The Nocebo Effect

 

EARLY IN MY TRAINING I realized that I must be very careful about what I say to patients as patients will listen more often than not to whatever advice and information their doctor provides. What I say matters. The power of suggestion is strong enough to induce positive or negative feelings in patients. A growing body of evidence has emerged for a phenomenon known as The Nocebo Effect. This is when a person is conditioned to expect a negative response, or to anticipate negative effects from an experience. It is the opposite of a placebo. 

The Placebo Effect demonstrates how positive thinking can improve treatment outcomes. The Nocebo Effect suggests that negative thinking may have the opposite effect. About 20 percent of patients taking a sugar pill in controlled linical trials of a drug spontaneously report uncomfortable side effects — an even higher percentage if they are asked. These effects are one kind of nocebo — a word that means in Latin “I will harm.” (Placebo means “I will please.”)

Katherine Lang’s recent article in Medical News Today noted that a recent study of COVID-19 vaccination trials analyzed data from twelve trials

and found that 35 percent of people given placebo injections experienced systemic effects — effects experienced in areas of the body other than the treatment site, such as headache and fatigue — following the first dose. This was compared with 46 percent of those given the real vaccine.

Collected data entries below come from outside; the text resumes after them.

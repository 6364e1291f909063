//! Wire types for the OpenAI-compatible chat-completions endpoint.

use serde::{Deserialize, Serialize};
use serde_json::Value;

#[derive(Debug, Clone, Serialize)]
pub(crate) struct ChatMessage {
    pub role: &'static str,
    pub content: String,
}

impl ChatMessage {
    pub(crate) fn system(content: impl Into<String>) -> Self {
        Self {
            role: "system",
            content: content.into(),
        }
    }

    pub(crate) fn user(content: impl Into<String>) -> Self {
        Self {
            role: "user",
            content: content.into(),
        }
    }
}

#[derive(Debug, Serialize)]
pub(crate) struct ChatRequest {
    pub model: String,
    pub messages: Vec<ChatMessage>,
    #[serde(skip_serializing_if = "Option::is_none")]
    pub tools: Option<Value>,
    #[serde(skip_serializing_if = "Option::is_none")]
    pub tool_choice: Option<Value>,
    #[serde(skip_serializing_if = "Option::is_none")]
    pub response_format: Option<Value>,
    #[serde(skip_serializing_if = "Option::is_none")]
    pub modalities: Option<Vec<&'static str>>,
}

impl ChatRequest {
    pub(crate) fn new(model: &str, messages: Vec<ChatMessage>) -> Self {
        Self {
            model: model.to_owned(),
            messages,
            tools: None,
            tool_choice: None,
            response_format: None,
            modalities: None,
        }
    }
}

#[derive(Debug, Deserialize)]
pub(crate) struct ChatResponse {
    #[serde(default)]
    pub choices: Vec<ChatChoice>,
}

#[derive(Debug, Deserialize)]
pub(crate) struct ChatChoice {
    pub message: ResponseMessage,
}

#[derive(Debug, Default, Deserialize)]
pub(crate) struct ResponseMessage {
    #[serde(default)]
    pub content: Option<String>,
    #[serde(default)]
    pub tool_calls: Vec<ToolCallPart>,
    #[serde(default)]
    pub images: Vec<ImagePart>,
}

#[derive(Debug, Deserialize)]
pub(crate) struct ToolCallPart {
    pub function: FunctionCall,
}

#[derive(Debug, Deserialize)]
pub(crate) struct FunctionCall {
    #[serde(default)]
    pub name: String,
    /// JSON-encoded arguments string, parsed by the caller.
    pub arguments: String,
}

#[derive(Debug, Deserialize)]
pub(crate) struct ImagePart {
    pub image_url: ImageUrl,
}

#[derive(Debug, Deserialize)]
pub(crate) struct ImageUrl {
    pub url: String,
}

As a result of this data, the study’s authors suggest that some 76 percent of adverse effects reported by those given the real vaccine were nocebo effects. In other words, they were not caused by the vaccine but by participants’ expectations.

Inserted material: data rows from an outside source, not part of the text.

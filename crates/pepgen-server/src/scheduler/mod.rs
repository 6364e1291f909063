//! Background job scheduler.
//!
//! Initialises a [`JobScheduler`] at server startup and registers the
//! recurring generation tick. The tick runs the same pipeline as the HTTP
//! trigger surfaces, un-forced: the schedule's own due check decides whether
//! anything happens.

use std::sync::Arc;

use pepgen_genai::GenAiClient;
use pepgen_pipeline::{PipelineConfig, RunOutcome, StorageClient, Trigger};
use sqlx::PgPool;
use tokio_cron_scheduler::{Job, JobScheduler, JobSchedulerError};

use crate::stores::build_pipeline;

/// Builds and starts the background job scheduler.
///
/// Returns the running [`JobScheduler`] handle, which must be kept alive
/// for the lifetime of the process — dropping it shuts down all jobs.
///
/// # Errors
///
/// Returns [`JobSchedulerError`] if the scheduler cannot be initialised,
/// the job cannot be registered, or the scheduler fails to start.
pub async fn build_scheduler(
    pool: PgPool,
    genai: GenAiClient,
    storage: StorageClient,
    config: Arc<pepgen_core::AppConfig>,
) -> Result<JobScheduler, JobSchedulerError> {
    let scheduler = JobScheduler::new().await?;

    register_generation_tick_job(&scheduler, pool, genai, storage, config).await?;

    scheduler.start().await?;
    Ok(scheduler)
}

/// Register the recurring generation tick.
///
/// Runs every five minutes by default (`0 */5 * * * *`, configurable via
/// `PEPGEN_SCHEDULE_TICK_CRON`). Each tick performs one un-forced pipeline
/// run; when the schedule is absent, inactive, or not yet due, the run is a
/// cheap no-op.
async fn register_generation_tick_job(
    scheduler: &JobScheduler,
    pool: PgPool,
    genai: GenAiClient,
    storage: StorageClient,
    config: Arc<pepgen_core::AppConfig>,
) -> Result<(), JobSchedulerError> {
    let cron = config.schedule_tick_cron.clone();
    let pool = Arc::new(pool);

    let job = Job::new_async(cron.as_str(), move |_uuid, _lock| {
        let pool = Arc::clone(&pool);
        let genai = genai.clone();
        let storage = storage.clone();
        let config = Arc::clone(&config);

        Box::pin(async move {
            run_generation_tick(&pool, genai, storage, &config).await;
        })
    })?;

    scheduler.add(job).await?;
    tracing::info!(cron = %cron, "scheduler: registered generation tick job");
    Ok(())
}

/// Drive one un-forced pipeline run and log the outcome.
async fn run_generation_tick(
    pool: &PgPool,
    genai: GenAiClient,
    storage: StorageClient,
    config: &pepgen_core::AppConfig,
) {
    let pipeline = build_pipeline(
        pool.clone(),
        genai,
        storage,
        PipelineConfig::from_app_config(config),
    );

    match pipeline.run(Trigger::Scheduled { force: false }).await {
        Ok(RunOutcome::Published(published)) => {
            tracing::info!(
                article_id = published.article_id,
                slug = %published.slug,
                featured_image = published.featured_image,
                content_images = published.content_image_count,
                "scheduler: article published"
            );
        }
        Ok(RunOutcome::NotDue { reason }) => {
            tracing::debug!(reason, "scheduler: generation not due");
        }
        Err(e) => {
            // Schedule untouched on failure; the next tick retries.
            tracing::error!(error = %e, "scheduler: generation run failed");
        }
    }
}
use std::net::SocketAddr;

#[derive(Debug, Clone, PartialEq, Eq)]
pub enum Environment {
    Development,
    Test,
    Production,
}

impl std::fmt::Display for Environment {
    fn fmt(&self, f: &mut std::fmt::Formatter<'_>) -> std::fmt::Result {
        match self {
            Environment::Development => write!(f, "development"),
            Environment::Test => write!(f, "test"),
            Environment::Production => write!(f, "production"),
        }
    }
}

#[derive(Clone)]
pub struct AppConfig {
    pub database_url: String,
    pub env: Environment,
    pub bind_addr: SocketAddr,
    pub log_level: String,
    pub api_token_hash_salt: String,
    pub cron_secret: Option<String>,
    pub genai_base_url: String,
    pub genai_api_key: String,
    pub genai_text_model: String,
    pub genai_image_model: String,
    pub genai_request_timeout_secs: u64,
    pub storage_base_url: String,
    pub storage_bucket: String,
    pub storage_service_key: String,
    pub author_name: String,
    pub author_role: String,
    pub schedule_tick_cron: String,
    pub db_max_connections: u32,
    pub db_min_connections: u32,
    pub db_acquire_timeout_secs: u64,
}

impl std::fmt::Debug for AppConfig {
    fn fmt(&self, f: &mut std::fmt::Formatter<'_>) -> std::fmt::Result {
        f.debug_struct("AppConfig")
            .field("env", &self.env)
            .field("bind_addr", &self.bind_addr)
            .field("log_level", &self.log_level)
            .field("database_url", &"[redacted]")
            .field("api_token_hash_salt", &"[redacted]")
            .field(
                "cron_secret",
                &self.cron_secret.as_ref().map(|_| "[redacted]"),
            )
            .field("genai_base_url", &self.genai_base_url)
            .field("genai_api_key", &"[redacted]")
            .field("genai_text_model", &self.genai_text_model)
            .field("genai_image_model", &self.genai_image_model)
            .field(
                "genai_request_timeout_secs",
                &self.genai_request_timeout_secs,
            )
            .field("storage_base_url", &self.storage_base_url)
            .field("storage_bucket", &self.storage_bucket)
            .field("storage_service_key", &"[redacted]")
            .field("author_name", &self.author_name)
            .field("author_role", &self.author_role)
            .field("schedule_tick_cron", &self.schedule_tick_cron)
            .field("db_max_connections", &self.db_max_connections)
            .field("db_min_connections", &self.db_min_connections)
            .field("db_acquire_timeout_secs", &self.db_acquire_timeout_secs)
            .finish()
    }
}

An article in the Psychomed Journal for physicians gives clinical insights into the subject. If a doctor tells a patient “the great majority of patients tolerate this treatment very well” before giving a flu shot, patients experience fewer “adverse events.” As Gareth Cook notes in The New Yorker the larger problem lies outside the clinic, “The internet has become a powerful—and, to some, irresistible—nocebo-dosing machine. Pre-internet, it took weeks or even months for a person to gather enough reading to become very, very afraid. Now one can achieve a state of dread in a few short hours, surrounded by the comforts of home.” The most common reasons patients don’t comply to medications are intentional and include: high drug costs, fear of adverse events, being prescribed multiple medications, and experiencing either instant relief or medication ineffectiveness leading to self-discontinuation of medications. Additionally, television commercials are attempting to distract us as they sell a particular medication, with soothing visuals, while the adverse effects are quietly narrated in the background. In the U.S., many pharmaceutical companies market new prescription drugs through direct-to-consumer drug ads. These ads lead consumers to ask their doctors for prescriptions of often expensive new drugs despite the presence of existing options that are just as effective or affordable.  

So how do we not worry ourselves sick?

Ask your healthcare provider “How will the treatment improve my condition?”

Focus on how the medication will make you better – not on its minor side effects.

Be selective about searching the internet.

Monitor the effects of the medicine without prejudice.